## Work to be completed
Report, as a bare number, how many lines of the material below contain the word "load".

## Task material
----------------

//! Content-type inference from file names.

/// Fallback content type for unknown or missing extensions.
pub const DEFAULT_CONTENT_TYPE: &str = "application/octet-stream";

/// Map a file extension (without the dot) to a MIME type.
pub fn content_type_for_extension(ext: &str) -> &'static str {
    match ext.to_ascii_lowercase().as_str() {
        "jpg" | "jpeg" => "image/jpeg",
        "png" => "image/png",
        "gif" => "image/gif",
        "tif" | "tiff" => "image/tiff",
        "jp2" => "image/jp2",
        "webp" => "image/webp",
        "bmp" => "image/bmp",
        "pdf" => "application/pdf",
        "txt" => "text/plain",
        "html" => "text/html",
        "xml" => "application/xml",
        "css" => "text/css",
        "js" => "application/javascript",
        "json" => "application/json",
        _ => DEFAULT_CONTENT_TYPE,
    }
}

/// Infer a MIME type from a file name or path.
pub fn content_type_for_name(name: Option<&str>) -> &'static str {
    let Some(name) = name else {
        return DEFAULT_CONTENT_TYPE;
    };
    let file = name.rsplit('/').next().unwrap_or(name);
    match file.rsplit_once('.') {
        Some((stem, ext)) if !stem.is_empty() => content_type_for_extension(ext),
        _ => DEFAULT_CONTENT_TYPE,
    }
}
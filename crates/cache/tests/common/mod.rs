pub mod fixtures;

#[allow(unused_imports)]
pub use fixtures::{directory, file, old_record, test_cid};
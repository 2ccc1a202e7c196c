//! Page-side client for cairn.
//!
//! This crate provides:
//! - `Orchestrator`, cache-first directory listings over a worker channel
//! - Request/response correlation with per-request timeouts
//! - A persistent progress listener registry with failure isolation

pub mod error;
pub mod listeners;
pub mod orchestrator;

pub use error::{OrchestratorError, OrchestratorResult};
pub use listeners::{ListenerId, ListenerRegistry, ProgressCallback};
pub use orchestrator::{Listing, Orchestrator};
//! Cache error types.

use thiserror::Error;

/// Record store and directory cache errors.
#[derive(Debug, Error)]
pub enum CacheError {
    #[error("I/O error: {0}")]
    Io(#[from] std::io::Error),

    #[error("serialization error: {0}")]
    Serialization(#[from] serde_json::Error),

    #[error("quota exceeded: writing {requested} bytes would exceed {quota} bytes ({used} in use)")]
    QuotaExceeded { requested: u64, used: u64, quota: u64 },

    #[error("invalid key: {0}")]
    InvalidKey(String),

    #[error("configuration error: {0}")]
    Config(String),
}

impl CacheError {
    pub fn is_quota_exceeded(&self) -> bool {
        matches!(self, Self::QuotaExceeded { .. })
    }
}

/// Result type for cache operations.
pub type CacheResult<T> = std::result::Result<T, CacheError>;
//! Delivery of progress broadcasts to connected pages.

use crate::walker::ProgressSink;
use cairn_core::{ProgressEvent, WorkerMessage};
use dashmap::DashMap;
use std::sync::atomic::{AtomicBool, AtomicU64, Ordering};
use tokio::sync::mpsc;

/// Identifier of a registered page.
pub type PageId = u64;

/// Outbound queue of one page.
pub type PageSender = mpsc::UnboundedSender<WorkerMessage>;

struct PageSlot {
    sender: PageSender,
    controlled: bool,
}

/// Membership table of connected pages.
///
/// Only controlled pages receive broadcasts. A page becomes controlled when
/// any page sends `CLAIM_CLIENTS`, or on registration once a claim happened.
#[derive(Default)]
pub struct ProgressBus {
    pages: DashMap<PageId, PageSlot>,
    next_id: AtomicU64,
    claimed: AtomicBool,
}

impl ProgressBus {
    pub fn new() -> Self {
        Self::default()
    }

    pub fn register(&self, sender: PageSender) -> PageId {
        let id = self.next_id.fetch_add(1, Ordering::SeqCst) + 1;
        let controlled = self.claimed.load(Ordering::SeqCst);
        self.pages.insert(id, PageSlot { sender, controlled });
        tracing::debug!(page = id, controlled, "Page registered");
        id
    }

    pub fn unregister(&self, id: PageId) {
        if self.pages.remove(&id).is_some() {
            tracing::debug!(page = id, "Page unregistered");
        }
    }

    /// Take control of every registered page and all future ones.
    ///
    /// Returns the number of pages now controlled.
    pub fn claim(&self) -> usize {
        self.claimed.store(true, Ordering::SeqCst);
        let mut count = 0;
        for mut page in self.pages.iter_mut() {
            page.controlled = true;
            count += 1;
        }
        tracing::info!(pages = count, "Claimed pages");
        count
    }

    pub fn is_claimed(&self) -> bool {
        self.claimed.load(Ordering::SeqCst)
    }

    pub fn page_count(&self) -> usize {
        self.pages.len()
    }

    /// Deliver `event` to every controlled page. Returns the delivery count.
    ///
    /// Pages whose channel is closed are removed.
    pub fn broadcast(&self, event: ProgressEvent) -> usize {
        let message = WorkerMessage::progress(event);
        let mut delivered = 0;
        let mut closed = Vec::new();

        for page in self.pages.iter() {
            if !page.controlled {
                continue;
            }
            if page.sender.send(message.clone()).is_ok() {
                delivered += 1;
            } else {
                closed.push(*page.key());
            }
        }

        // Removal happens after iteration to avoid holding shard locks
        for id in closed {
            tracing::debug!(page = id, "Pruning disconnected page");
            self.pages.remove(&id);
        }

        delivered
    }
}

impl ProgressSink for ProgressBus {
    fn emit(&self, event: ProgressEvent) {
        self.broadcast(event);
    }
}
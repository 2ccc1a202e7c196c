//! Network client capability consumed by the worker.

use crate::error::ClientResult;
use async_trait::async_trait;
use axum::http::{HeaderMap, Method, StatusCode};
use bytes::Bytes;
use cairn_core::{Cid, DirectoryEntry};
use futures::Stream;
use std::pin::Pin;
use std::sync::Arc;

/// Stream of directory entries in iteration order.
pub type EntryStream = Pin<Box<dyn Stream<Item = ClientResult<DirectoryEntry>> + Send>>;

/// Stream of response body chunks.
pub type ByteStream = Pin<Box<dyn Stream<Item = ClientResult<Bytes>> + Send>>;

/// A verified fetch result. The body has not been read yet.
pub struct FetchResponse {
    pub status: StatusCode,
    pub headers: HeaderMap,
    pub body: ByteStream,
}

/// Content-addressed network client.
///
/// Verification of fetched bytes against their CID is the client's concern;
/// the worker only orchestrates calls.
#[async_trait]
pub trait NetworkClient: Send + Sync + 'static {
    /// Enumerate the immediate children of the directory node `cid`.
    async fn ls(&self, cid: &Cid) -> ClientResult<EntryStream>;

    /// Fetch `ipfs://<cid>[/<path>]`, forwarding `headers` upstream.
    async fn fetch(
        &self,
        url: &str,
        method: &Method,
        headers: &HeaderMap,
    ) -> ClientResult<FetchResponse>;

    /// Static identifier of the client implementation, used in logs.
    fn backend_name(&self) -> &'static str;
}

/// Builds the network client. Called by [`crate::handle::ClientHandle`].
#[async_trait]
pub trait ClientFactory: Send + Sync + 'static {
    async fn build(&self) -> ClientResult<Arc<dyn NetworkClient>>;
}
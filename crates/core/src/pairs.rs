//! Grouping of content files with their metadata sidecars.

use crate::entry::DirectoryEntry;
use serde::{Deserialize, Serialize};
use std::collections::HashMap;

/// Extensions treated as metadata sidecars.
const METADATA_EXTENSIONS: &[&str] = &["xml", "json"];

/// A content file and its optional metadata sidecar.
#[derive(Clone, Debug, PartialEq, Eq, Serialize, Deserialize)]
pub struct FilePair {
    /// Path without the final extension, shared by both files.
    pub stem: String,
    pub content: DirectoryEntry,
    pub metadata: Option<DirectoryEntry>,
}

/// Split `dir/name.ext` into (`dir/name`, `ext`).
fn split_stem(name: &str) -> (&str, Option<&str>) {
    let file_start = name.rfind('/').map(|i| i + 1).unwrap_or(0);
    match name[file_start..].rfind('.') {
        Some(0) | None => (name, None),
        Some(dot) => {
            let dot = file_start + dot;
            (&name[..dot], Some(&name[dot + 1..]))
        }
    }
}

fn is_metadata(ext: Option<&str>) -> bool {
    ext.is_some_and(|ext| {
        METADATA_EXTENSIONS
            .iter()
            .any(|m| m.eq_ignore_ascii_case(ext))
    })
}

/// Group file entries by stem.
///
/// Every non-metadata file yields one pair; a `.xml`/`.json` file with the same
/// stem in the same directory is attached as its metadata. Metadata files
/// without a content sibling and directories are dropped. Output order follows
/// the first appearance of each content file.
pub fn extract_pairs(files: &[DirectoryEntry]) -> Vec<FilePair> {
    let mut sidecars: HashMap<&str, &DirectoryEntry> = HashMap::new();
    for entry in files.iter().filter(|e| !e.is_directory()) {
        let (stem, ext) = split_stem(&entry.name);
        if is_metadata(ext) {
            sidecars.entry(stem).or_insert(entry);
        }
    }

    files
        .iter()
        .filter(|e| !e.is_directory())
        .filter_map(|entry| {
            let (stem, ext) = split_stem(&entry.name);
            if is_metadata(ext) {
                return None;
            }
            Some(FilePair {
                stem: stem.to_string(),
                content: entry.clone(),
                metadata: sidecars.get(stem).map(|m| (*m).clone()),
            })
        })
        .collect()
}

#[cfg(test)]
mod tests {
    use super::*;
    use crate::cid::Cid;

    fn cid() -> Cid {
        Cid::parse("bafybeigdyrzt5sfp7udm7hu76uh7y26nf3efuylqabf3oclgtqy55fbzdi").unwrap()
    }

    fn file(name: &str) -> DirectoryEntry {
        DirectoryEntry::file(name, cid(), Some(1))
    }

    #[test]
    fn pairs_content_with_sidecar() {
        let files = vec![
            file("page1.jpg"),
            file("page1.xml"),
            file("page2.tif"),
            DirectoryEntry::directory("page3", cid()),
            file("orphan.json"),
        ];
        let pairs = extract_pairs(&files);
        assert_eq!(pairs.len(), 2);
        assert_eq!(pairs[0].stem, "page1");
        assert_eq!(pairs[0].metadata.as_ref().unwrap().name, "page1.xml");
        assert_eq!(pairs[1].content.name, "page2.tif");
        assert!(pairs[1].metadata.is_none());
    }

    #[test]
    fn stems_are_scoped_to_directories() {
        let files = vec![file("a/scan.png"), file("b/scan.XML")];
        let pairs = extract_pairs(&files);
        assert_eq!(pairs.len(), 1);
        assert_eq!(pairs[0].stem, "a/scan");
        assert!(pairs[0].metadata.is_none());
    }

    #[test]
    fn split_stem_handles_dotfiles_and_dirs() {
        assert_eq!(split_stem(".hidden"), (".hidden", None));
        assert_eq!(split_stem("dir.v2/readme"), ("dir.v2/readme", None));
        assert_eq!(split_stem("dir/a.tar.gz"), ("dir/a.tar", Some("gz")));
    }
}
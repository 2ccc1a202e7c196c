//! CID-keyed cache of directory listings.
//!
//! Listings are keyed by the root CID. Because CIDs are derived from content a
//! record never goes out of date; it is only dropped once it is older than the
//! retention window, on explicit clear, or under quota pressure. The only
//! in-place change is appending entries found by background traversal.

use crate::error::{CacheError, CacheResult};
use crate::traits::RecordStore;
use bytes::Bytes;
use cairn_core::config::CacheConfig;
use cairn_core::{Cid, DirectoryEntry};
use serde::{Deserialize, Serialize};
use std::collections::HashSet;
use std::sync::Arc;
use time::{Duration, OffsetDateTime};

/// A persisted listing.
#[derive(Clone, Debug, PartialEq, Eq, Serialize, Deserialize)]
pub struct CacheRecord {
    /// Entries with sizes encoded as strings.
    pub files: Vec<DirectoryEntry>,
    /// Write time in milliseconds since the Unix epoch.
    pub timestamp: i64,
    pub cid: Cid,
}

impl CacheRecord {
    pub fn new(cid: Cid, files: Vec<DirectoryEntry>) -> Self {
        Self {
            files,
            timestamp: now_millis(),
            cid,
        }
    }

    /// Age of the record relative to `now_ms`.
    pub fn age(&self, now_ms: i64) -> Duration {
        Duration::milliseconds(now_ms.saturating_sub(self.timestamp))
    }
}

/// Current time in epoch milliseconds.
pub fn now_millis() -> i64 {
    let nanos = OffsetDateTime::now_utc().unix_timestamp_nanos();
    i64::try_from(nanos / 1_000_000).unwrap_or(i64::MAX)
}

/// Durable listing cache over a [`RecordStore`].
#[derive(Clone)]
pub struct DirectoryCache {
    store: Arc<dyn RecordStore>,
    key_prefix: String,
    retention: Duration,
    quota_eviction_window: Duration,
}

impl DirectoryCache {
    /// Create a cache from configuration and an already constructed store.
    pub fn new(store: Arc<dyn RecordStore>, config: &CacheConfig) -> Self {
        Self {
            store,
            key_prefix: config.key_prefix.clone(),
            retention: config.retention(),
            quota_eviction_window: config.quota_eviction_window(),
        }
    }

    /// Record key for a CID.
    pub fn key_for(&self, cid: &Cid) -> String {
        format!("{}{}", self.key_prefix, cid)
    }

    pub fn retention(&self) -> Duration {
        self.retention
    }

    pub fn store(&self) -> &Arc<dyn RecordStore> {
        &self.store
    }

    /// Get the cached listing for `cid` if present and fresh.
    ///
    /// Stale records are deleted and reported as absent.
    pub async fn get(&self, cid: &Cid) -> CacheResult<Option<Vec<DirectoryEntry>>> {
        let key = self.key_for(cid);
        let Some(record) = self.read_record(&key).await? else {
            return Ok(None);
        };

        if record.age(now_millis()) >= self.retention {
            tracing::debug!(cid = %cid, "Evicting stale listing");
            self.store.delete(&key).await?;
            return Ok(None);
        }

        Ok(Some(record.files))
    }

    /// Store the full listing for `cid`, replacing any previous record.
    pub async fn put(&self, cid: &Cid, entries: &[DirectoryEntry]) -> CacheResult<()> {
        let record = CacheRecord::new(cid.clone(), entries.to_vec());
        self.write_record(&record).await?;
        tracing::debug!(cid = %cid, entries = entries.len(), "Cached listing");
        Ok(())
    }

    /// Merge background discoveries into the record for `cid`.
    ///
    /// Entries whose name is already present are skipped. The original
    /// timestamp is kept. Returns `false` without writing when no record
    /// exists or nothing new was added.
    pub async fn append_discovered(
        &self,
        cid: &Cid,
        new_entries: &[DirectoryEntry],
    ) -> CacheResult<bool> {
        let key = self.key_for(cid);
        let Some(mut record) = self.read_record(&key).await? else {
            return Ok(false);
        };

        let mut known: HashSet<String> = record.files.iter().map(|e| e.name.clone()).collect();
        let before = record.files.len();
        for entry in new_entries {
            if known.insert(entry.name.clone()) {
                record.files.push(entry.clone());
            }
        }

        let added = record.files.len() - before;
        if added == 0 {
            return Ok(false);
        }

        self.write_record(&record).await?;
        tracing::debug!(cid = %cid, added, total = record.files.len(), "Appended discovered entries");
        Ok(true)
    }

    /// Remove every record under this cache's prefix.
    pub async fn clear_all(&self) -> CacheResult<usize> {
        let keys = self.store.list(&self.key_prefix).await?;
        for key in &keys {
            self.store.delete(key).await?;
        }
        tracing::info!(removed = keys.len(), "Cleared directory cache");
        Ok(keys.len())
    }

    /// Remove records older than `window`. Unreadable records are removed too.
    pub async fn evict_older_than(&self, window: Duration) -> CacheResult<usize> {
        let now = now_millis();
        let mut removed = 0;
        for key in self.store.list(&self.key_prefix).await? {
            let stale = match self.store.get(&key).await? {
                Some(data) => match serde_json::from_slice::<CacheRecord>(&data) {
                    Ok(record) => record.age(now) >= window,
                    Err(_) => true,
                },
                None => false,
            };
            if stale {
                self.store.delete(&key).await?;
                removed += 1;
            }
        }
        if removed > 0 {
            tracing::info!(removed, window_days = window.whole_days(), "Evicted old listings");
        }
        Ok(removed)
    }

    async fn read_record(&self, key: &str) -> CacheResult<Option<CacheRecord>> {
        let Some(data) = self.store.get(key).await? else {
            return Ok(None);
        };
        match serde_json::from_slice::<CacheRecord>(&data) {
            Ok(record) => Ok(Some(record)),
            Err(e) => {
                tracing::warn!(key = %key, error = %e, "Dropping unreadable cache record");
                self.store.delete(key).await?;
                Ok(None)
            }
        }
    }

    /// Persist a record, evicting old records and retrying once on quota errors.
    async fn write_record(&self, record: &CacheRecord) -> CacheResult<()> {
        let key = self.key_for(&record.cid);
        let data = Bytes::from(serde_json::to_vec(record)?);

        match self.store.put(&key, data.clone()).await {
            Err(CacheError::QuotaExceeded { .. }) => {
                tracing::warn!(
                    cid = %record.cid,
                    backend = self.store.backend_name(),
                    "Cache quota exceeded, evicting old listings"
                );
                self.evict_older_than(self.quota_eviction_window).await?;
                self.store.put(&key, data).await
            }
            other => other,
        }
    }
}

----------------

## Answer
2